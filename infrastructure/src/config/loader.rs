//! Configuration loader with multi-source merging

use super::file_config::{ConfigError, FileConfig};
use figment::{
    Figment,
    providers::{Env, Format, Serialized, Toml},
};
use std::path::PathBuf;
use tracing::debug;

const APP_DIR: &str = "stackgate";
const PROJECT_FILES: [&str; 2] = ["stackgate.toml", ".stackgate.toml"];

/// Prefix for structured overrides, e.g. `STACKGATE_API__SITE`
pub const ENV_PREFIX: &str = "STACKGATE_";

/// Unprefixed variables accepted for compatibility, with the key each sets
const LEGACY_ENV: [(&str, &str); 5] = [
    ("STACK_EXCHANGE_API_KEY", "api.api_key"),
    ("STACK_EXCHANGE_ACCESS_TOKEN", "api.access_token"),
    (
        "MAX_REQUESTS_PER_WINDOW",
        "rate_limit.max_requests_per_window",
    ),
    ("RATE_LIMIT_WINDOW_MS", "rate_limit.window_ms"),
    ("RETRY_AFTER_MS", "rate_limit.retry_after_ms"),
];

/// Configuration loader that handles file discovery and merging
pub struct ConfigLoader;

impl ConfigLoader {
    /// Load and validate configuration from all sources
    ///
    /// Priority (highest to lowest):
    /// 1. `STACKGATE_<SECTION>__<KEY>` environment variables
    /// 2. Legacy variables (`STACK_EXCHANGE_API_KEY`, `RETRY_AFTER_MS`, ...)
    /// 3. Explicit config path (if provided)
    /// 4. Project root: `./stackgate.toml` or `./.stackgate.toml`
    /// 5. Global: `$XDG_CONFIG_HOME/stackgate/config.toml`
    /// 6. Default values
    pub fn load(config_path: Option<&PathBuf>) -> Result<FileConfig, ConfigError> {
        let config: FileConfig = Self::figment(config_path).extract().map_err(Box::new)?;
        config.validate()?;
        Ok(config)
    }

    /// Build the merged provider chain without extracting it
    pub fn figment(config_path: Option<&PathBuf>) -> Figment {
        let mut figment = Figment::new().merge(Serialized::defaults(FileConfig::default()));

        if let Some(global_path) = Self::global_config_path() {
            if global_path.exists() {
                debug!("Loading global config {}", global_path.display());
                figment = figment.merge(Toml::file(&global_path));
            }
        }

        if let Some(path) = Self::project_config_path() {
            debug!("Loading project config {}", path.display());
            figment = figment.merge(Toml::file(&path));
        }

        if let Some(path) = config_path {
            debug!("Loading explicit config {}", path.display());
            figment = figment.merge(Toml::file(path));
        }

        figment
            .merge(legacy_env())
            .merge(Env::prefixed(ENV_PREFIX).split("__"))
    }

    /// Defaults plus environment, for `--no-config`
    pub fn load_defaults() -> Result<FileConfig, ConfigError> {
        let config: FileConfig = Figment::new()
            .merge(Serialized::defaults(FileConfig::default()))
            .merge(legacy_env())
            .merge(Env::prefixed(ENV_PREFIX).split("__"))
            .extract()
            .map_err(Box::new)?;
        config.validate()?;
        Ok(config)
    }

    /// Get the global config file path
    ///
    /// Returns XDG_CONFIG_HOME/stackgate/config.toml if set,
    /// otherwise falls back to ~/.config/stackgate/config.toml
    pub fn global_config_path() -> Option<PathBuf> {
        dirs::config_dir().map(|d| d.join(APP_DIR).join("config.toml"))
    }

    /// Get the project-level config file path (if it exists)
    pub fn project_config_path() -> Option<PathBuf> {
        PROJECT_FILES
            .iter()
            .map(PathBuf::from)
            .find(|path| path.exists())
    }

    /// Print the config file locations being used (for debugging)
    ///
    /// With `no_config` the file sources are left out, matching
    /// [`ConfigLoader::load_defaults`].
    pub fn print_config_sources(config_path: Option<&PathBuf>, no_config: bool) {
        eprintln!("Configuration sources (in priority order):");
        for line in Self::config_sources(config_path, no_config) {
            eprintln!("  {}", line);
        }
    }

    fn config_sources(config_path: Option<&PathBuf>, no_config: bool) -> Vec<String> {
        let mut lines = vec![format!("[ENV  ] {}<SECTION>__<KEY>", ENV_PREFIX)];
        for (name, key) in LEGACY_ENV {
            let marker = if std::env::var_os(name).is_some() {
                "SET  "
            } else {
                "     "
            };
            lines.push(format!("[{}] {} -> {}", marker, name, key));
        }

        if !no_config {
            if let Some(path) = config_path {
                let marker = if path.exists() { "FOUND" } else { "MISS " };
                lines.push(format!("[{}] Explicit: {}", marker, path.display()));
            }

            let project = match Self::project_config_path() {
                Some(path) => format!("[FOUND] Project: {}", path.display()),
                None => "[     ] Project: ./stackgate.toml or ./.stackgate.toml".to_string(),
            };
            lines.push(project);

            if let Some(path) = Self::global_config_path() {
                let marker = if path.exists() { "FOUND" } else { "     " };
                lines.push(format!("[{}] Global:  {}", marker, path.display()));
            }
        }

        lines.push("[     ] Default: built-in defaults".into());
        lines
    }
}

fn legacy_env() -> Env {
    let names: Vec<&str> = LEGACY_ENV.iter().map(|(name, _)| *name).collect();
    Env::raw().only(&names).map(|key| {
        LEGACY_ENV
            .iter()
            .find(|(name, _)| key.as_str().eq_ignore_ascii_case(name))
            .map(|(_, path)| *path)
            .unwrap_or(key.as_str())
            .to_string()
            .into()
    })
}
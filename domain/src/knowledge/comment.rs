//! Comment entity

use super::PostId;
use serde::{Deserialize, Serialize};

/// A comment on a post (Entity)
///
/// Only the numeric parent id is tracked; whether the parent is a question or
/// an answer is known from where the comment was fetched.
#[derive(Debug, Clone, Default, PartialEq, Serialize, Deserialize)]
pub struct Comment {
    pub comment_id: PostId,
    pub post_id: PostId,
    pub score: i64,
    pub body: String,
    pub creation_date: i64,
    pub owner: Option<serde_json::Value>,
}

::::::::::

→ TRY IT:
In the entries above, find every line holding the word "Result" and copy it out.

→ OUTPUT OF THE EXERCISE:
    pub fn load(config_path: Option<&PathBuf>) -> Result<FileConfig, ConfigError> {
    pub fn load_defaults() -> Result<FileConfig, ConfigError> {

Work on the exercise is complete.